(Collected data entries)
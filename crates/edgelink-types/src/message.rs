//! Message envelope, payload union and lifecycle events.
//!
//! Every message routed between the gateway core and an adapter is a
//! `(ReqRespHead, ReqRespData)` pair.  The head carries the [`ReqRespType`]
//! tag plus correlation metadata; the data is the typed payload for that tag.
//! Build heads with [`ReqRespHead::for_data`] so the two never disagree.

use std::fmt;

use chrono::{DateTime, Utc};
use serde::{Deserialize, Serialize};
use serde_repr::{Deserialize_repr, Serialize_repr};
use uuid::Uuid;

use crate::status::NodeStatus;

/// Opaque token correlating a `WriteTag` command with the driver's later
/// `write_response`.
pub type RequestToken = u64;

// ────────────────────────────────────────────────────────────────────────────
// Type tag
// ────────────────────────────────────────────────────────────────────────────

/// Kind of a routed message.
#[derive(Debug, Clone, Copy, PartialEq, Eq, Hash, Serialize, Deserialize)]
#[serde(rename_all = "snake_case")]
pub enum ReqRespType {
    // commands
    ReadGroup,
    WriteTag,
    NodeCtl,
    NodeSetting,
    NodesState,
    // responses
    RespError,
    RespReadGroup,
    // events
    AddNodeEvent,
    DelNodeEvent,
    NodeCtlEvent,
    NodeSettingEvent,
    AddGroupEvent,
    DelGroupEvent,
}

impl ReqRespType {
    /// Stable name used in log lines.
    pub fn as_str(&self) -> &'static str {
        match self {
            ReqRespType::ReadGroup => "read_group",
            ReqRespType::WriteTag => "write_tag",
            ReqRespType::NodeCtl => "node_ctl",
            ReqRespType::NodeSetting => "node_setting",
            ReqRespType::NodesState => "nodes_state",
            ReqRespType::RespError => "resp_error",
            ReqRespType::RespReadGroup => "resp_read_group",
            ReqRespType::AddNodeEvent => "add_node_event",
            ReqRespType::DelNodeEvent => "del_node_event",
            ReqRespType::NodeCtlEvent => "node_ctl_event",
            ReqRespType::NodeSettingEvent => "node_setting_event",
            ReqRespType::AddGroupEvent => "add_group_event",
            ReqRespType::DelGroupEvent => "del_group_event",
        }
    }

    /// `true` for lifecycle event tags.
    pub fn is_event(&self) -> bool {
        matches!(
            self,
            ReqRespType::AddNodeEvent
                | ReqRespType::DelNodeEvent
                | ReqRespType::NodeCtlEvent
                | ReqRespType::NodeSettingEvent
                | ReqRespType::AddGroupEvent
                | ReqRespType::DelGroupEvent
        )
    }
}

impl fmt::Display for ReqRespType {
    fn fmt(&self, f: &mut fmt::Formatter<'_>) -> fmt::Result {
        f.write_str(self.as_str())
    }
}

// ────────────────────────────────────────────────────────────────────────────
// Envelope
// ────────────────────────────────────────────────────────────────────────────

/// Message envelope: type tag plus correlation metadata.
#[derive(Debug, Clone, PartialEq, Eq, Serialize, Deserialize)]
pub struct ReqRespHead {
    pub kind: ReqRespType,
    /// Correlates a response with the request that caused it.
    pub id: Uuid,
    pub sender: String,
    pub receiver: String,
}

impl ReqRespHead {
    /// Build a fresh head whose tag matches `data`.
    pub fn for_data(
        data: &ReqRespData,
        sender: impl Into<String>,
        receiver: impl Into<String>,
    ) -> Self {
        Self {
            kind: data.kind(),
            id: Uuid::new_v4(),
            sender: sender.into(),
            receiver: receiver.into(),
        }
    }

    /// Build the head of a reply to `self`: same correlation id, sender and
    /// receiver swapped.
    pub fn reply(&self, data: &ReqRespData) -> Self {
        Self {
            kind: data.kind(),
            id: self.id,
            sender: self.receiver.clone(),
            receiver: self.sender.clone(),
        }
    }
}

// ────────────────────────────────────────────────────────────────────────────
// Values
// ────────────────────────────────────────────────────────────────────────────

/// A tag value pushed by a driver.
#[derive(Debug, Clone, PartialEq, Serialize, Deserialize)]
#[serde(tag = "type", content = "value", rename_all = "snake_case")]
pub enum DValue {
    Int(i64),
    Float(f64),
    Bool(bool),
    String(String),
    Bytes(Vec<u8>),
    /// The driver failed to read the tag; carries the device error code.
    Error(i32),
}

/// Latest known value of one tag.
#[derive(Debug, Clone, PartialEq, Serialize, Deserialize)]
pub struct TagValue {
    pub tag: String,
    pub value: DValue,
    pub timestamp: DateTime<Utc>,
}

/// Administrative control verb for a node.
#[derive(Debug, Clone, Copy, PartialEq, Eq, Hash, Serialize_repr, Deserialize_repr)]
#[repr(u8)]
pub enum NodeCtl {
    Start = 0,
    Stop = 1,
}

// ────────────────────────────────────────────────────────────────────────────
// Lifecycle events
// ────────────────────────────────────────────────────────────────────────────

/// One-shot notification of a node-affecting administrative action.
#[derive(Debug, Clone, PartialEq, Serialize, Deserialize)]
pub enum LifecycleEvent {
    NodeAdded { node: String, plugin: String },
    NodeDeleted { node: String },
    NodeControlled { node: String, ctl: NodeCtl },
    /// `setting` is an opaque blob, usually JSON-encoded configuration.
    NodeSettingChanged { node: String, setting: String },
    GroupAdded { node: String, group: String, interval_ms: u32 },
    GroupDeleted { node: String, group: String },
}

impl LifecycleEvent {
    pub fn kind(&self) -> ReqRespType {
        match self {
            LifecycleEvent::NodeAdded { .. } => ReqRespType::AddNodeEvent,
            LifecycleEvent::NodeDeleted { .. } => ReqRespType::DelNodeEvent,
            LifecycleEvent::NodeControlled { .. } => ReqRespType::NodeCtlEvent,
            LifecycleEvent::NodeSettingChanged { .. } => ReqRespType::NodeSettingEvent,
            LifecycleEvent::GroupAdded { .. } => ReqRespType::AddGroupEvent,
            LifecycleEvent::GroupDeleted { .. } => ReqRespType::DelGroupEvent,
        }
    }

    /// Name of the node the event is about.
    pub fn node(&self) -> &str {
        match self {
            LifecycleEvent::NodeAdded { node, .. }
            | LifecycleEvent::NodeDeleted { node }
            | LifecycleEvent::NodeControlled { node, .. }
            | LifecycleEvent::NodeSettingChanged { node, .. }
            | LifecycleEvent::GroupAdded { node, .. }
            | LifecycleEvent::GroupDeleted { node, .. } => node,
        }
    }
}

// ────────────────────────────────────────────────────────────────────────────
// Heartbeat snapshot
// ────────────────────────────────────────────────────────────────────────────

/// One `(node, status)` entry of a [`HeartbeatSnapshot`].
#[derive(Debug, Clone, PartialEq, Eq, Serialize, Deserialize)]
pub struct NodeState {
    pub node: String,
    pub status: NodeStatus,
}

/// Statuses of all known nodes at one instant, in registration order.
///
/// Deliberately not `Clone`: each snapshot is taken for one consumer and
/// consumed by it.
#[derive(Debug, Default, PartialEq, Eq)]
pub struct HeartbeatSnapshot {
    states: Vec<NodeState>,
}

impl HeartbeatSnapshot {
    pub fn new(states: Vec<NodeState>) -> Self {
        Self { states }
    }

    pub fn len(&self) -> usize {
        self.states.len()
    }

    pub fn is_empty(&self) -> bool {
        self.states.is_empty()
    }

    pub fn iter(&self) -> impl Iterator<Item = &NodeState> {
        self.states.iter()
    }

    /// Status of `node`, if it is part of the snapshot.
    pub fn get(&self, node: &str) -> Option<NodeStatus> {
        self.states
            .iter()
            .find(|s| s.node == node)
            .map(|s| s.status)
    }

    pub fn into_states(self) -> Vec<NodeState> {
        self.states
    }
}

// ────────────────────────────────────────────────────────────────────────────
// Payload union
// ────────────────────────────────────────────────────────────────────────────

/// Typed payload of a routed message, keyed by [`ReqRespType`].
#[derive(Debug, PartialEq)]
pub enum ReqRespData {
    ReadGroup {
        driver: String,
        group: String,
    },
    WriteTag {
        driver: String,
        group: String,
        tag: String,
        value: DValue,
        token: RequestToken,
    },
    NodeCtl(NodeCtl),
    NodeSetting(String),
    NodesState(HeartbeatSnapshot),
    /// Generic outcome of a request; `code == 0` means success.
    RespError {
        code: i32,
        message: String,
    },
    RespReadGroup {
        driver: String,
        group: String,
        values: Vec<TagValue>,
    },
    Event(LifecycleEvent),
}

impl ReqRespData {
    pub fn kind(&self) -> ReqRespType {
        match self {
            ReqRespData::ReadGroup { .. } => ReqRespType::ReadGroup,
            ReqRespData::WriteTag { .. } => ReqRespType::WriteTag,
            ReqRespData::NodeCtl(_) => ReqRespType::NodeCtl,
            ReqRespData::NodeSetting(_) => ReqRespType::NodeSetting,
            ReqRespData::NodesState(_) => ReqRespType::NodesState,
            ReqRespData::RespError { .. } => ReqRespType::RespError,
            ReqRespData::RespReadGroup { .. } => ReqRespType::RespReadGroup,
            ReqRespData::Event(event) => event.kind(),
        }
    }
}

[Problem requirements] Counting only lines that contain the word "reply", give the number found in the data, and nothing else.

[Your response] 2